The show is cleverly structured around an online therapy session which allows ‘Ally’ to explore a range of emotional highs and lows through fantastic songs. With complicatedly funny lyrics and a lovely voice, she serves up a musical banquet. Self-aware and ironic, she is sweet with the hope of youth and bitter with the aftertaste of harsh reality. Her song about the first time we fall in love surely left no dry seat in the house!
Lighting designer Aron Murray and sound designer Marlon Grunden had a well-timed interplay of effects to augment the performance, and little slip-ups were dealt with deftly by Morgan who had the audience in the palm of her hand. Grace Deacon’s set captured both the claustrophobic sense of a small room, and the blue-sky freedom of a huge cyclorama.
Morgan has so many ideas she wants to convey that floods of thoughts and observations tumble over themselves throughout the show; it could do with a bit of tightening but in a way that is part of the charm of the piece. Her delivery style found the right balance between the stereotypical self-centred Gen Z who’s totally wanting to fix the world but finds themselves caught up in the realities of daily life.
Director Miranda Middleton kept the pacing quick and the staging dynamic, ending with some joyful audience participation as we sang along with Ally’s final eminently hopeful and uplifting song – “We are here, and we will die someday, but not today…”
SCATTERGUN AFTER THE DEATH OF RŪAUMOKO
Written and performed by Ana Chaya Scotney
An utterly different performance to the first show last night could not be found. One woman alone on a completely empty black stage, the enigmatic title giving no clues away. Using only her body, face, voice and well-trained tongue, Ana Chaya Scotney brought to life a plethora of characters, ideas, and emotions. Her monologue was pure poetry, delivered in such a balletic and visceral manner it was captivating.

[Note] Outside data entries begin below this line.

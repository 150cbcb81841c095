//! The seam between the session layer and the backend.
//!
//! The session manager doesn't know about HTTP, URLs or JSON. It needs two
//! operations and a tagged answer from each. The HTTP implementation lives
//! in the transport crate; tests plug in fakes.

use ocop_protocol::{AuthFailure, Credential, LoginGrant, Principal};

/// Authenticates identifier/secret pairs and validates stored credentials.
///
/// # Trait bounds
///
/// - `Send + Sync + 'static` → the gateway lives inside the
///   [`SessionManager`](crate::SessionManager) for the whole client process
///   and may be used from any Tokio task.
///
/// # Example
///
/// ```rust
/// use ocop_protocol::{AuthFailure, Credential, LoginGrant, Principal, Role};
/// use ocop_session::AuthGateway;
///
/// /// Lets exactly one account in. Only for local development.
/// struct DevGateway;
///
/// impl AuthGateway for DevGateway {
///     async fn login(
///         &self,
///         identifier: &str,
///         secret: &str,
///     ) -> Result<LoginGrant, AuthFailure> {
///         if identifier == "admin@ocop.vn" && secret == "admin123" {
///             Ok(LoginGrant {
///                 principal: Principal::new(identifier, Role::Admin),
///                 credential: Credential::new("dev-token"),
///             })
///         } else {
///             Err(AuthFailure::invalid_credentials(Some("Invalid password".into())))
///         }
///     }
///
///     async fn who_am_i(
///         &self,
///         credential: &Credential,
///     ) -> Result<Principal, AuthFailure> {
///         match credential.as_str() {
///             "dev-token" => Ok(Principal::new("admin@ocop.vn", Role::Admin)),
///             _ => Err(AuthFailure::invalid_credentials(None)),
///         }
///     }
/// }
/// ```
pub trait AuthGateway: Send + Sync + 'static {
    /// Exchanges an identifier/secret pair for a principal and credential.
    ///
    /// # Returns
    /// - `Ok(LoginGrant)` — both the principal and the credential
    /// - `Err(AuthFailure)` — tagged with the failure kind and the server's
    ///   message, if any
    fn login(
        &self,
        identifier: &str,
        secret: &str,
    ) -> impl std::future::Future<Output = Result<LoginGrant, AuthFailure>> + Send;

    /// Asks the backend who the given credential belongs to.
    ///
    /// Used during reconciliation. Any `Err` is treated as "this credential
    /// is no longer good".
    fn who_am_i(
        &self,
        credential: &Credential,
    ) -> impl std::future::Future<Output = Result<Principal, AuthFailure>> + Send;
}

Scotney has the grace of a ballerina but the solid heft of a soldier. It was wonderful to watch some of the moves that seem so familiar to an outsider of the intimidating ritualistic haka, performed by a woman and in a completely different context. The physicality of her acting style and skill in mime and dance reminded me of Stephen Berkoff in his heyday performing Greek or Decadence. She populated the stage with men, women and children, old and young, joyful and angry, and held whole conversations with herself where the audience could literally picture the other people.
It’s a dark and complicated performance, leavened with classic dry, self-deprecating Kiwi humour and a world-weary refusal to just accept things as they are.
As close as Australia is socially and economically to New Zealand, there are still so many ways in which our paths as countries and societies have diverged, none more so than our respective treatment of our First Nations peoples. This performance was a powerful portrayal of contemporary New Zealand and its relationships across class, race, and gender. Scotney explores power, identity politics, and Indigenous longing with a deep personal integrity and intelligence.